Spade also likes how the new La Jolla–based band’s name is a fit with her day job as an equine dentist. A veterinarian, she owns To the Point Equine Dentistry. She shows me a tiny scar on her lip, the only remnant of getting horse-kicked once and having had her jaw broken.
“At the hospital they thought a guy had done it to me, right? They said, ‘We only see these kinds of breaks in the military and among inmates.’”
The namesake of the former Experience is Carlos Rodriguez, a guitar player who went to La Jolla High School with Spade and Warren DeMartini and Robbin Crosby (the latter two went on to form Ratt in Los Angeles).
Danielle arrives for the interview in rock-star fashion: form-fitting jeans, jacket, and a scarf. Her hair is long and colored two or three shades lighter. The tinted aviator shades don’t come off until halfway through the interview. She is a mixture of calm and alert and a little reserved at first. I have coffee. She orders tea. A guy at the coffee shop stops to chat her up; he recognizes her from a gig.
Did you know DeMartini or Crosby when you were in high school?
“I sat next to Warren in foods class. We talked about that at Robbin’s memorial [Crosby, of La Jolla, died June 6, 2002]. He remembered the teacher’s name, Mrs. Mittermiller. It was the only classroom with a bathroom, and Warren would smoke cigarettes in there and get us in trouble.”
When did you decide to make a go of music?
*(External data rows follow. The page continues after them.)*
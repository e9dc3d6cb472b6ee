//! Crate-level error taxonomy
//!
//! Component errors (`RelayError`, `StoreError`, `PlatformError`,
//! `WalletError`) convert into [`AuthError`]. The UI layer branches on
//! [`AuthError::kind`] and reads the message and recovery hint from
//! [`ErrorKind`]; it never parses error strings.

use serde::{Deserialize, Serialize};
use thiserror::Error;

use crate::relay::RelayError;
use crate::session::store::StoreError;

/// The classification every failure reduces to.
#[derive(Clone, Copy, Debug, PartialEq, Eq, Hash, Serialize, Deserialize)]
#[serde(rename_all = "kebab-case")]
pub enum ErrorKind {
    UserCancelled,
    DeviceUnsupported,
    InvalidKeyMaterial,
    AuthorizationDenied,
    PairingAborted,
    CredentialRevoked,
    Unknown,
}

/// What the caller should offer the user next.
#[derive(Clone, Copy, Debug, PartialEq, Eq)]
pub enum RecoveryAction {
    /// Same operation, same inputs.
    Retry,
    /// Open a new pairing channel and show a new code.
    RetryWithFreshChannel,
    /// Offer the other credential kind.
    SwitchCredential,
    /// Create or restore a credential from scratch.
    ReRegister,
    /// Nothing the user can do; surface and report.
    Report,
}

impl ErrorKind {
    pub fn user_message(&self) -> &'static str {
        match self {
            ErrorKind::UserCancelled => "The request was cancelled. You can try again whenever you're ready.",
            ErrorKind::DeviceUnsupported => {
                "This device can't create or use that kind of credential. Try another sign-in method."
            }
            ErrorKind::InvalidKeyMaterial => "The key material for this account is malformed.",
            ErrorKind::AuthorizationDenied => {
                "Your other device did not authorize this session. Scan a new code to try again."
            }
            ErrorKind::PairingAborted => {
                "The connection to your other device was lost. Scan a new code to try again."
            }
            ErrorKind::CredentialRevoked => {
                "This credential is no longer available on this device. Register or restore it again."
            }
            ErrorKind::Unknown => "Something went wrong. Please report this if it keeps happening.",
        }
    }

    pub fn recovery(&self) -> RecoveryAction {
        match self {
            ErrorKind::UserCancelled => RecoveryAction::Retry,
            ErrorKind::DeviceUnsupported => RecoveryAction::SwitchCredential,
            ErrorKind::InvalidKeyMaterial => RecoveryAction::Report,
            ErrorKind::AuthorizationDenied => RecoveryAction::RetryWithFreshChannel,
            ErrorKind::PairingAborted => RecoveryAction::RetryWithFreshChannel,
            ErrorKind::CredentialRevoked => RecoveryAction::ReRegister,
            ErrorKind::Unknown => RecoveryAction::Report,
        }
    }
}

#[derive(Error, Debug)]
pub enum AuthError {
    #[error("Cancelled by user: {0}")]
    UserCancelled(String),

    #[error("Device unsupported: {0}")]
    DeviceUnsupported(String),

    #[error("Invalid key material: {0}")]
    InvalidKeyMaterial(String),

    #[error("Authorization denied ({cause:?}): {reason}")]
    AuthorizationDenied { cause: ErrorKind, reason: String },

    #[error("Pairing aborted: {0}")]
    PairingAborted(String),

    #[error("Credential revoked: {0}")]
    CredentialRevoked(String),

    #[error("Relay error: {0}")]
    Relay(#[from] RelayError),

    #[error("Storage error: {0}")]
    Storage(#[from] StoreError),

    #[error("Ledger error: {0}")]
    Ledger(String),

    #[error("Serialization error: {0}")]
    SerializationError(String),

    #[error("{0}")]
    Unknown(String),
}

impl From<serde_json::Error> for AuthError {
    fn from(e: serde_json::Error) -> Self {
        AuthError::SerializationError(e.to_string())
    }
}

impl AuthError {
    pub fn kind(&self) -> ErrorKind {
        match self {
            AuthError::UserCancelled(_) => ErrorKind::UserCancelled,
            AuthError::DeviceUnsupported(_) => ErrorKind::DeviceUnsupported,
            AuthError::InvalidKeyMaterial(_) => ErrorKind::InvalidKeyMaterial,
            AuthError::AuthorizationDenied { .. } => ErrorKind::AuthorizationDenied,
            AuthError::PairingAborted(_) | AuthError::Relay(_) => ErrorKind::PairingAborted,
            AuthError::CredentialRevoked(_) => ErrorKind::CredentialRevoked,
            AuthError::Storage(_)
            | AuthError::Ledger(_)
            | AuthError::SerializationError(_)
            | AuthError::Unknown(_) => ErrorKind::Unknown,
        }
    }

    /// The underlying kind for denied authorizations, `kind()` otherwise.
    pub fn cause_kind(&self) -> ErrorKind {
        match self {
            AuthError::AuthorizationDenied { cause, .. } => *cause,
            other => other.kind(),
        }
    }

    /// The kind shown to the user.
    ///
    /// Malformed key material is a programming or data error, not something
    /// the user can act on: release builds log it and present `Unknown`.
    pub fn presented_kind(&self) -> ErrorKind {
        match self.kind() {
            ErrorKind::InvalidKeyMaterial => {
                log::error!("{}", self);
                if cfg!(debug_assertions) {
                    ErrorKind::InvalidKeyMaterial
                } else {
                    ErrorKind::Unknown
                }
            }
            kind => kind,
        }
    }

    /// A denial reported for a signature that did not check out.
    pub fn denied(reason: impl Into<String>) -> Self {
        AuthError::AuthorizationDenied {
            cause: ErrorKind::AuthorizationDenied,
            reason: reason.into(),
        }
    }

    /// Wrap a credential provider failure as a denied authorization.
    ///
    /// Pairing aborts and already-denied errors pass through unchanged.
    pub fn into_denied(self) -> Self {
        match self {
            AuthError::AuthorizationDenied { .. }
            | AuthError::PairingAborted(_)
            | AuthError::Relay(_) => self,
            other => AuthError::AuthorizationDenied {
                cause: other.kind(),
                reason: other.to_string(),
            },
        }
    }

    /// Rebuild an error reported by a remote peer as `(kind, message)`.
    pub fn from_remote(kind: ErrorKind, message: impl Into<String>) -> Self {
        let message = message.into();
        match kind {
            ErrorKind::UserCancelled => AuthError::UserCancelled(message),
            ErrorKind::DeviceUnsupported => AuthError::DeviceUnsupported(message),
            ErrorKind::InvalidKeyMaterial => AuthError::InvalidKeyMaterial(message),
            ErrorKind::AuthorizationDenied => AuthError::denied(message),
            ErrorKind::PairingAborted => AuthError::PairingAborted(message),
            ErrorKind::CredentialRevoked => AuthError::CredentialRevoked(message),
            ErrorKind::Unknown => AuthError::Unknown(message),
        }
    }
}

#[cfg(test)]
mod tests {
    use super::*;
    use std::collections::HashSet;

    const ALL_KINDS: [ErrorKind; 7] = [
        ErrorKind::UserCancelled,
        ErrorKind::DeviceUnsupported,
        ErrorKind::InvalidKeyMaterial,
        ErrorKind::AuthorizationDenied,
        ErrorKind::PairingAborted,
        ErrorKind::CredentialRevoked,
        ErrorKind::Unknown,
    ];

    #[test]
    fn test_user_messages_are_distinct() {
        let messages: HashSet<_> = ALL_KINDS.iter().map(|k| k.user_message()).collect();
        assert_eq!(messages.len(), ALL_KINDS.len());
    }

    #[test]
    fn test_recovery_per_kind() {
        assert_eq!(ErrorKind::UserCancelled.recovery(), RecoveryAction::Retry);
        assert_eq!(ErrorKind::DeviceUnsupported.recovery(), RecoveryAction::SwitchCredential);
        assert_eq!(ErrorKind::AuthorizationDenied.recovery(), RecoveryAction::RetryWithFreshChannel);
        assert_eq!(ErrorKind::PairingAborted.recovery(), RecoveryAction::RetryWithFreshChannel);
        assert_eq!(ErrorKind::CredentialRevoked.recovery(), RecoveryAction::ReRegister);
        assert_eq!(ErrorKind::Unknown.recovery(), RecoveryAction::Report);
    }

    #[test]
    fn test_into_denied_preserves_cause() {
        let err = AuthError::UserCancelled("prompt dismissed".into()).into_denied();
        assert_eq!(err.kind(), ErrorKind::AuthorizationDenied);
        assert_eq!(err.cause_kind(), ErrorKind::UserCancelled);

        let aborted = AuthError::PairingAborted("timeout".into()).into_denied();
        assert_eq!(aborted.kind(), ErrorKind::PairingAborted);

        let twice = AuthError::CredentialRevoked("gone".into()).into_denied().into_denied();
        assert_eq!(twice.cause_kind(), ErrorKind::CredentialRevoked);
    }

    #[test]
    fn test_relay_errors_are_pairing_aborts() {
        let err: AuthError = RelayError::Disconnected.into();
        assert_eq!(err.kind(), ErrorKind::PairingAborted);
    }

    #[test]
    fn test_presented_kind_in_debug_builds() {
        let err = AuthError::InvalidKeyMaterial("bad length".into());
        let expected = if cfg!(debug_assertions) {
            ErrorKind::InvalidKeyMaterial
        } else {
            ErrorKind::Unknown
        };
        assert_eq!(err.presented_kind(), expected);
        assert_eq!(
            AuthError::PairingAborted("x".into()).presented_kind(),
            ErrorKind::PairingAborted
        );
    }

    #[test]
    fn test_from_remote_round_trips_kind() {
        for kind in ALL_KINDS {
            assert_eq!(AuthError::from_remote(kind, "m").kind(), kind);
        }
    }

    #[test]
    fn test_kind_wire_names() {
        let json = serde_json::to_string(&ErrorKind::CredentialRevoked).unwrap();
        assert_eq!(json, "\"credential-revoked\"");
    }
}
“My mom was trying to get backstage at a Beatles concert when she was pregnant with me, so I think it was all decided beforehand, you know?”
Describe the inner workings of Stone Horse.
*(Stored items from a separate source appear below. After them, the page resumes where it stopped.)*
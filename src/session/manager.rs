//! SessionKeyManager: the lifecycle of the one active session
//!
//! Absent -> Pending -> Active -> Expired, with `revoke` returning to Absent
//! from anywhere. Creating a session while one exists replaces it. A pending
//! creation that is cancelled (its future dropped) or superseded leaves the
//! manager Absent, never half-created.
//!
//! The optional watcher task polls expiry on an interval and publishes
//! `SessionEvent::RenewalNeeded` when the active session lapses.

use std::sync::atomic::{AtomicBool, AtomicU64, Ordering};
use std::sync::{Arc, Mutex, MutexGuard};
use std::time::Duration;

use async_trait::async_trait;
use serde::{Deserialize, Serialize};
use tokio::sync::broadcast;

use super::clock::{Clock, SystemClock};
use super::info::{SessionInfo, Timestamp};
use super::key::{compressed_public_key, generate_secret, SessionKey};
use super::store::{MemorySessionStore, SessionStore};
use crate::credential::{CredentialProvider, StandardCredential};
use crate::error::AuthError;
use crate::identity::KeyHash;

/// Configuration for session creation and the expiry watcher.
#[derive(Clone, Debug, Serialize, Deserialize)]
#[serde(default)]
pub struct SessionConfig {
    /// Lifetime of sessions created with `create_default_session`.
    #[serde(with = "crate::encoding::duration_secs")]
    pub default_ttl: Duration,
    /// How often the watcher re-checks expiry.
    #[serde(with = "crate::encoding::duration_secs")]
    pub poll_interval: Duration,
}

impl Default for SessionConfig {
    fn default() -> Self {
        Self {
            default_ttl: Duration::from_secs(24 * 60 * 60),
            poll_interval: Duration::from_secs(1),
        }
    }
}

#[derive(Clone, Debug, PartialEq, Eq)]
pub enum SessionState {
    Absent,
    Pending,
    Active { key_hash: KeyHash, expire_at: Timestamp },
    Expired { key_hash: KeyHash, expire_at: Timestamp },
}

#[derive(Clone, Debug, PartialEq, Eq)]
pub enum SessionEvent {
    Activated { key_hash: KeyHash, expire_at: Timestamp },
    /// The active session lapsed; a new one must be created.
    RenewalNeeded { key_hash: KeyHash, expired_at: Timestamp },
    Revoked { key_hash: KeyHash },
}

/// Obtains a credential's signature over a session's sign bytes, either
/// locally or from another device.
#[async_trait]
pub trait SessionAuthorizer: Send + Sync {
    async fn authorize(&self, info: &SessionInfo) -> Result<StandardCredential, AuthError>;
}

/// Authorizes with a credential held on this device.
pub struct LocalAuthorizer<'a> {
    provider: &'a dyn CredentialProvider,
}

impl<'a> LocalAuthorizer<'a> {
    pub fn new(provider: &'a dyn CredentialProvider) -> Self {
        Self { provider }
    }
}

#[async_trait]
impl SessionAuthorizer for LocalAuthorizer<'_> {
    async fn authorize(&self, info: &SessionInfo) -> Result<StandardCredential, AuthError> {
        let sign_bytes = info.sign_bytes()?;
        self.provider.sign(&sign_bytes).await
    }
}

enum Slot {
    Absent,
    Pending { generation: u64 },
    Active(SessionKey),
    Expired(SessionKey),
}

pub struct SessionKeyManager {
    config: SessionConfig,
    clock: Arc<dyn Clock>,
    store: Arc<dyn SessionStore>,
    slot: Mutex<Slot>,
    /// Bumped for every creation attempt; a completion only installs its
    /// session if its generation is still the pending one.
    generation: AtomicU64,
    events_tx: broadcast::Sender<SessionEvent>,
    shutdown_tx: broadcast::Sender<()>,
    watching: AtomicBool,
}

/// Resets a pending creation to Absent unless it completed.
struct PendingGuard<'a> {
    manager: &'a SessionKeyManager,
    generation: u64,
    armed: bool,
}

impl PendingGuard<'_> {
    fn disarm(mut self) {
        self.armed = false;
    }
}

impl Drop for PendingGuard<'_> {
    fn drop(&mut self) {
        if !self.armed {
            return;
        }
        let mut slot = self.manager.slot();
        if matches!(*slot, Slot::Pending { generation } if generation == self.generation) {
            *slot = Slot::Absent;
            log::debug!("Session creation {} abandoned", self.generation);
        }
    }
}

impl SessionKeyManager {
    pub fn new(config: SessionConfig, clock: Arc<dyn Clock>, store: Arc<dyn SessionStore>) -> Arc<Self> {
        let (events_tx, _) = broadcast::channel(16);
        let (shutdown_tx, _) = broadcast::channel(1);
        Arc::new(Self {
            config,
            clock,
            store,
            slot: Mutex::new(Slot::Absent),
            generation: AtomicU64::new(0),
            events_tx,
            shutdown_tx,
            watching: AtomicBool::new(false),
        })
    }

    /// System clock and an in-memory store.
    pub fn in_memory(config: SessionConfig) -> Arc<Self> {
        Self::new(config, Arc::new(SystemClock), Arc::new(MemorySessionStore::new()))
    }

    pub fn config(&self) -> &SessionConfig {
        &self.config
    }

    pub fn subscribe(&self) -> broadcast::Receiver<SessionEvent> {
        self.events_tx.subscribe()
    }

    fn slot(&self) -> MutexGuard<'_, Slot> {
        self.slot.lock().unwrap_or_else(|poisoned| poisoned.into_inner())
    }

    fn emit(&self, event: SessionEvent) {
        // No subscribers is fine.
        let _ = self.events_tx.send(event);
    }

    fn clear_store(&self) {
        if let Err(e) = self.store.clear() {
            log::warn!("Failed to clear stored session: {}", e);
        }
    }

    // ------------------------------------------------------------------
    // Creation
    // ------------------------------------------------------------------

    /// Create a session authorized by `provider` on this device.
    pub async fn create_session(
        &self,
        provider: &dyn CredentialProvider,
        ttl: Duration,
    ) -> Result<SessionKey, AuthError> {
        self.create_session_with(&LocalAuthorizer::new(provider), ttl).await
    }

    pub async fn create_default_session(&self, provider: &dyn CredentialProvider) -> Result<SessionKey, AuthError> {
        self.create_session(provider, self.config.default_ttl).await
    }

    /// Create a session authorized by `authorizer`.
    ///
    /// Replaces any existing session. Dropping the returned future before it
    /// resolves leaves the manager Absent.
    pub async fn create_session_with(
        &self,
        authorizer: &dyn SessionAuthorizer,
        ttl: Duration,
    ) -> Result<SessionKey, AuthError> {
        let generation = self.generation.fetch_add(1, Ordering::SeqCst) + 1;
        let previous = std::mem::replace(&mut *self.slot(), Slot::Pending { generation });
        if let Slot::Active(old) | Slot::Expired(old) = previous {
            log::info!("Replacing session for {}", old.key_hash());
            self.clear_store();
            self.emit(SessionEvent::Revoked {
                key_hash: *old.key_hash(),
            });
        }
        let guard = PendingGuard {
            manager: self,
            generation,
            armed: true,
        };

        let secret = generate_secret();
        let info = SessionInfo {
            session_key: compressed_public_key(&secret)?,
            expire_at: self.clock.now().saturating_add(ttl),
        };

        let authorization = authorizer
            .authorize(&info)
            .await
            .map_err(AuthError::into_denied)?;
        let session = SessionKey::new(secret, info, authorization)?;

        {
            let mut slot = self.slot();
            if !matches!(*slot, Slot::Pending { generation: g } if g == generation) {
                return Err(AuthError::UserCancelled(
                    "session creation was revoked or superseded".into(),
                ));
            }
            self.store.save(&session)?;
            *slot = Slot::Active(session.clone());
        }
        guard.disarm();

        log::info!(
            "Session for {} active until {}",
            session.key_hash(),
            session.expire_at()
        );
        self.emit(SessionEvent::Activated {
            key_hash: *session.key_hash(),
            expire_at: session.expire_at(),
        });
        Ok(session)
    }

    // ------------------------------------------------------------------
    // Queries
    // ------------------------------------------------------------------

    /// The state as last observed, without consulting the clock.
    pub fn state(&self) -> SessionState {
        match &*self.slot() {
            Slot::Absent => SessionState::Absent,
            Slot::Pending { .. } => SessionState::Pending,
            Slot::Active(session) => SessionState::Active {
                key_hash: *session.key_hash(),
                expire_at: session.expire_at(),
            },
            Slot::Expired(session) => SessionState::Expired {
                key_hash: *session.key_hash(),
                expire_at: session.expire_at(),
            },
        }
    }

    /// Re-check expiry against the clock and return the resulting state.
    pub fn poll(&self) -> SessionState {
        let now = self.clock.now();
        let lapsed = {
            let mut slot = self.slot();
            let lapsed = match &*slot {
                Slot::Active(session) if session.is_expired(now) => Some(session.clone()),
                _ => None,
            };
            if let Some(session) = &lapsed {
                *slot = Slot::Expired(session.clone());
            }
            lapsed
        };

        if let Some(session) = lapsed {
            log::info!("Session for {} expired at {}", session.key_hash(), session.expire_at());
            self.emit(SessionEvent::RenewalNeeded {
                key_hash: *session.key_hash(),
                expired_at: session.expire_at(),
            });
        }
        self.state()
    }

    /// The active session, if it has not expired.
    pub fn current(&self) -> Option<SessionKey> {
        self.poll();
        match &*self.slot() {
            Slot::Active(session) => Some(session.clone()),
            _ => None,
        }
    }

    // ------------------------------------------------------------------
    // Revocation and restore
    // ------------------------------------------------------------------

    /// Discard the session. Idempotent; also aborts a pending creation.
    pub fn revoke(&self) {
        let previous = std::mem::replace(&mut *self.slot(), Slot::Absent);
        match previous {
            Slot::Absent => {}
            Slot::Pending { generation } => {
                log::info!("Revoked pending session creation {}", generation);
            }
            Slot::Active(session) | Slot::Expired(session) => {
                self.clear_store();
                log::info!("Revoked session for {}", session.key_hash());
                self.emit(SessionEvent::Revoked {
                    key_hash: *session.key_hash(),
                });
            }
        }
    }

    /// Load a persisted session if nothing is held yet.
    pub fn restore(&self) -> Result<SessionState, AuthError> {
        {
            let mut slot = self.slot();
            if !matches!(*slot, Slot::Absent) {
                drop(slot);
                return Ok(self.state());
            }
            match self.store.load()? {
                Some(session) => {
                    log::info!("Restored session for {}", session.key_hash());
                    *slot = Slot::Active(session);
                }
                None => return Ok(SessionState::Absent),
            }
        }
        Ok(self.poll())
    }

    // ------------------------------------------------------------------
    // Expiry watcher
    // ------------------------------------------------------------------

    pub fn start(self: &Arc<Self>) {
        if self.watching.swap(true, Ordering::SeqCst) {
            return;
        }
        let manager = Arc::clone(self);
        let interval = self.config.poll_interval;
        let mut shutdown = self.shutdown_tx.subscribe();
        tokio::spawn(async move {
            loop {
                tokio::select! {
                    _ = tokio::time::sleep(interval) => {
                        manager.poll();
                    }
                    _ = shutdown.recv() => break,
                }
            }
        });
    }

    pub fn stop(&self) {
        let _ = self.shutdown_tx.send(());
        self.watching.store(false, Ordering::SeqCst);
    }
}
“Carlos writes the music. I write all the lyrics.”
Do you two write together?
“Sometimes we come up with an idea while hanging out at the beach, or sometimes we get together and he shows me some riffs he’s working on, and I come up with lyrics. He writes lyrics, too, but I’ve only ever come up with one riff that impressed him. I don’t play guitar.”
All originals? No covers, right? What would you say is the main message of Stone Horse?
“We only play rock and roll. Carlos is very influenced by the Faces and the Stones. You know, three-chord rock.”
I wonder if your day-job as a horse doc has influenced your music in any way.
“Yes, it has. Carlos wrote a song once called ‘She Likes Horses.’
What’s it about?
“One of my favorite lines is, ‘That horse has got more brains and more sense than the average guy.’”
Is that true?
“Depends on the horse and the guy.”
What local venues can someone expect to catch your act?
“We’ve played Brick by Brick, Jose’s in La Jolla, Winstons, and 4th&B. It was our goal to open for a national act there. And we did. We opened for Jackal. And then, the place closed down.”
What are your hopes for the band?
“To get on a bus and do this for the rest of our lives. Touring is the lifeblood of a band, not to mention, I’ve got a thing for the room-service guy.”
Do you have a nickname in the band?
“No, but some of my clients call me ‘Doctor Rock and Roll.’ Or they’ll see me taking care of their horse and say, ‘Hey, I saw your band play.’”
How long have you been a vet?
“I’ve been a vet for six years. I drive a lot to see my clients, from L.A. to Mexico. I wrote a song called ‘Driving.’”
What are some of the words?
“Well, ‘driving’ is one.”
Do you guys have an album finished yet?
“We have a CD called More Guts than Grace. I think Keith Richards said that. Man, that’s us.”
By now you must have some kind of gauge as to how the band is progressing...
“Yeah. The venues keep getting better. That’s how I know we’re getting better all the time. And I’m starting to get recognized out in public, like by that guy outside the coffee shop. It’s pretty cool, and it feels good.”